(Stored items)
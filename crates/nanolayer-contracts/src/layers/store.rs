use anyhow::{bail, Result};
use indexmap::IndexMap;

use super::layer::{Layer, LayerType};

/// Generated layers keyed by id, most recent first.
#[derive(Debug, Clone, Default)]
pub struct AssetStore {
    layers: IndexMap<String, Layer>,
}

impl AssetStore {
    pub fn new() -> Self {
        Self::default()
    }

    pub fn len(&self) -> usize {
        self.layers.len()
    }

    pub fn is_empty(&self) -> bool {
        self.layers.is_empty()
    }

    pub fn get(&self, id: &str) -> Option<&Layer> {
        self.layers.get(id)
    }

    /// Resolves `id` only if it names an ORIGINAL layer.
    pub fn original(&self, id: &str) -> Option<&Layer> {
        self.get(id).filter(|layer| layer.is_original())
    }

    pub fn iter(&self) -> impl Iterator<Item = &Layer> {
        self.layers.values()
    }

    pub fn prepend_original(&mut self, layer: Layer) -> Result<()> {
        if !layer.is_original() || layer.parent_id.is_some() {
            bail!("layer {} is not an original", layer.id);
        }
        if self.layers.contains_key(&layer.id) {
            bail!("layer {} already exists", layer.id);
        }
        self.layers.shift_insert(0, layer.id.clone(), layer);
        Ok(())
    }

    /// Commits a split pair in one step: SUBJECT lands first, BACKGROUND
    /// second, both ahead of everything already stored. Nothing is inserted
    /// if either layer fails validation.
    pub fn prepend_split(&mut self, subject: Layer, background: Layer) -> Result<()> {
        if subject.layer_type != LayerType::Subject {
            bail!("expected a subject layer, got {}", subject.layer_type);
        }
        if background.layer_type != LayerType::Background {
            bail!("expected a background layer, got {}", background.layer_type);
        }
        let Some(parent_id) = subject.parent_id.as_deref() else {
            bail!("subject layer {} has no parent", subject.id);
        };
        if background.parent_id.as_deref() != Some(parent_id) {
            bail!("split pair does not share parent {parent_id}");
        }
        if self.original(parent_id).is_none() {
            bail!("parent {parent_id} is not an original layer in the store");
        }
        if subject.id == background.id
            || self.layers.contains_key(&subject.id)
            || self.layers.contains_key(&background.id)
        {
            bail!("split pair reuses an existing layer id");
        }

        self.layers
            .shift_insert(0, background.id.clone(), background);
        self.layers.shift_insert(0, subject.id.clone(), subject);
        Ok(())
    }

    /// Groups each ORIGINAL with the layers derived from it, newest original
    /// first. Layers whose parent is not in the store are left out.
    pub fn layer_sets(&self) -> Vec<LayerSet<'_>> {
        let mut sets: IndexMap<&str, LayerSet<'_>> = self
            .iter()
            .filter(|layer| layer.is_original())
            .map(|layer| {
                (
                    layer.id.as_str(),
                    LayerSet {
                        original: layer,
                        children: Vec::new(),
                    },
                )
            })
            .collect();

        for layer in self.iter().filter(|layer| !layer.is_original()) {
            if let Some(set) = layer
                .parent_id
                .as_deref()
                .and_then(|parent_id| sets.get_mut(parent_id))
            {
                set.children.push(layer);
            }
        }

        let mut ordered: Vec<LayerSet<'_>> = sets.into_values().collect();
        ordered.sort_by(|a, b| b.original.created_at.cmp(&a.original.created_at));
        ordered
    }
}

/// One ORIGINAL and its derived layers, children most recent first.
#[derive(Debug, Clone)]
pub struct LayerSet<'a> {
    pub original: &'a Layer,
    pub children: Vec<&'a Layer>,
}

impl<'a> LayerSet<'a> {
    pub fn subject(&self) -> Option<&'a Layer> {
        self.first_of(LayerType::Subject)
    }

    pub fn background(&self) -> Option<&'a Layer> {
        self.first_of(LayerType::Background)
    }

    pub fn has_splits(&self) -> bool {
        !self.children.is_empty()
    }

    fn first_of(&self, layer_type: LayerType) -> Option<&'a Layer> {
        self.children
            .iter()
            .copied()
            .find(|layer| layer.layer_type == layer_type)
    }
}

» What this task involves
Search the entries for the word "derived", then gather every line that has it.

» Task response
    /// Groups each ORIGINAL with the layers derived from it, newest original
/// One ORIGINAL and its derived layers, children most recent first.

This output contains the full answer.